▶ [Directions] The exercise asks you to copy every line below in which "format" appears.

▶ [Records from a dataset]
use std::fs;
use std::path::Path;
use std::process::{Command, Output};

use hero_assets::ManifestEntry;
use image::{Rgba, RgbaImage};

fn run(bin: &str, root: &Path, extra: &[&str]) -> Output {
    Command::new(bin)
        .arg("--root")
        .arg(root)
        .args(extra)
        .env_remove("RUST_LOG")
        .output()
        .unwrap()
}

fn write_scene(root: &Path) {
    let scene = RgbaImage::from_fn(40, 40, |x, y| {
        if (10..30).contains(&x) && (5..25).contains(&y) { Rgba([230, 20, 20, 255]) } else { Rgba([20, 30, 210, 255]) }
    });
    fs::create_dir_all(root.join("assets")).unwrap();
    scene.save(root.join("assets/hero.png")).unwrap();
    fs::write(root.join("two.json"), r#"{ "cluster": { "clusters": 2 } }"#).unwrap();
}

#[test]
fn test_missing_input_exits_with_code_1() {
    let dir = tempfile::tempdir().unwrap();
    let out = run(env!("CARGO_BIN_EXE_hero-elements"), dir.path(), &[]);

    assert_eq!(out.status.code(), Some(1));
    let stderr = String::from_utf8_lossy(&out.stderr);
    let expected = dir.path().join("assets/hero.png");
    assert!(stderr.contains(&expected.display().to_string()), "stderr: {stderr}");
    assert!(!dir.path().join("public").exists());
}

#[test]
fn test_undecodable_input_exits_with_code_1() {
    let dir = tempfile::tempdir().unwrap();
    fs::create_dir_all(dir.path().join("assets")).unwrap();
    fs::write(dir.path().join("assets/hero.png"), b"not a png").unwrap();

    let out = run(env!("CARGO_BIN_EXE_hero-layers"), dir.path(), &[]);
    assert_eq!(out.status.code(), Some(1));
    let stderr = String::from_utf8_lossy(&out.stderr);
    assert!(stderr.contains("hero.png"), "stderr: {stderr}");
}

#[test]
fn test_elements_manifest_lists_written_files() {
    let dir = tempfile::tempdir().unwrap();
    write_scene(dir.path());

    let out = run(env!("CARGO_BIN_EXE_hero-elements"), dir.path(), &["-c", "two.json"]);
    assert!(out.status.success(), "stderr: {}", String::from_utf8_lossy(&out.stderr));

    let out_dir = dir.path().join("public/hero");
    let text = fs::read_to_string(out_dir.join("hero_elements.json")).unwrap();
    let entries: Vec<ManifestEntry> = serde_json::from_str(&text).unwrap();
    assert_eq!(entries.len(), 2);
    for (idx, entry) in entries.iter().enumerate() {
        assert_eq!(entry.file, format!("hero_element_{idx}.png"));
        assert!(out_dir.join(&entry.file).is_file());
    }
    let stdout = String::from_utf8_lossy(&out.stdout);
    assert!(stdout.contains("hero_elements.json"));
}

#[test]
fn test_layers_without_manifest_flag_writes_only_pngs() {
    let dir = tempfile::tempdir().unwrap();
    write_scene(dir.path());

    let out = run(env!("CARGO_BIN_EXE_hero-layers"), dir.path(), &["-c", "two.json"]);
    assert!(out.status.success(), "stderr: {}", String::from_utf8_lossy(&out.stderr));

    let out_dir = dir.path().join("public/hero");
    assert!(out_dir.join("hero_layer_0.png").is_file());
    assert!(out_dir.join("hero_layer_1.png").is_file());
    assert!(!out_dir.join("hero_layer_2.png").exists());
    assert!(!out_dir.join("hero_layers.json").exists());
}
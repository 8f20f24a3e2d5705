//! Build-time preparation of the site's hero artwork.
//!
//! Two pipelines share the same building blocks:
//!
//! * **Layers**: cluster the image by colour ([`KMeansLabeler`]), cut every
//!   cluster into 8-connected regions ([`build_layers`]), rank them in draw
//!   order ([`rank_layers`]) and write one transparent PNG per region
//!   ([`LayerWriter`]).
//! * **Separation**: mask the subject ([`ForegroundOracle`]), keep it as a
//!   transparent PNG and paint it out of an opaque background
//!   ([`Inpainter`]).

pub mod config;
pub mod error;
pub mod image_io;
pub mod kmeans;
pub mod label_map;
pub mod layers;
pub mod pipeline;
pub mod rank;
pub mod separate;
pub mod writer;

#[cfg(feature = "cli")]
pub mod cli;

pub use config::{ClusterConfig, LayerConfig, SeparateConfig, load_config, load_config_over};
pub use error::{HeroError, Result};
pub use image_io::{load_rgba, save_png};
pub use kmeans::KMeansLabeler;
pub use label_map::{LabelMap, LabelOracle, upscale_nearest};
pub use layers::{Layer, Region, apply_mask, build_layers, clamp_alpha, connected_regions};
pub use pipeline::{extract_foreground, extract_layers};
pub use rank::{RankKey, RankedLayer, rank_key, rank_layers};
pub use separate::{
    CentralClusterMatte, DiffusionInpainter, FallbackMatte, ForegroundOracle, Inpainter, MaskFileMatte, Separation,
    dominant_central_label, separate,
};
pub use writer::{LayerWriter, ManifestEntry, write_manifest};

==

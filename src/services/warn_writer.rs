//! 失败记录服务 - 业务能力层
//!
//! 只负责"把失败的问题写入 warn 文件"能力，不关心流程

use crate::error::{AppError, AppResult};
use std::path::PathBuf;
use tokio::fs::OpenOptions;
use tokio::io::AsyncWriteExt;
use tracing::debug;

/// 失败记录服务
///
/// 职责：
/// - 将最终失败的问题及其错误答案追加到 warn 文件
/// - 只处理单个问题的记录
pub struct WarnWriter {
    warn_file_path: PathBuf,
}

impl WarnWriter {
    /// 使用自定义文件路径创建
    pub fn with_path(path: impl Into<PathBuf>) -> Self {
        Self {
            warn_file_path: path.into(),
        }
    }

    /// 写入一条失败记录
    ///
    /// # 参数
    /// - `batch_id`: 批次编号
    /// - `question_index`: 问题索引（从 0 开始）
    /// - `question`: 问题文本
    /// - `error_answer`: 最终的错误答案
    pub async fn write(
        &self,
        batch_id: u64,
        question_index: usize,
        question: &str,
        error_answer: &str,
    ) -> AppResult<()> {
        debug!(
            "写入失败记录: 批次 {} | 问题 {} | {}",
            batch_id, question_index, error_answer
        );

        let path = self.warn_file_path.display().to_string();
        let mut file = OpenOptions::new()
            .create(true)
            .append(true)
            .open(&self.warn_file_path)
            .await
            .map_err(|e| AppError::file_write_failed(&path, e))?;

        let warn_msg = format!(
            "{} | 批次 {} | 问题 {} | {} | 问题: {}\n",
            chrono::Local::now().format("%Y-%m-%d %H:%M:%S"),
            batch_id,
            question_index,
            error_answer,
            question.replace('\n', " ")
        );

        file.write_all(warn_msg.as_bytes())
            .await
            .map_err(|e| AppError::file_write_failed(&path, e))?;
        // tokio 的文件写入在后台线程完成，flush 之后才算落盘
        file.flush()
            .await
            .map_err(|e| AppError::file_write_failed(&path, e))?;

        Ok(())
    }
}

▶ [Solution to the problem]
        assert_eq!(entry.file, format!("hero_element_{idx}.png"));
        let warn_msg = format!(
            chrono::Local::now().format("%Y-%m-%d %H:%M:%S"),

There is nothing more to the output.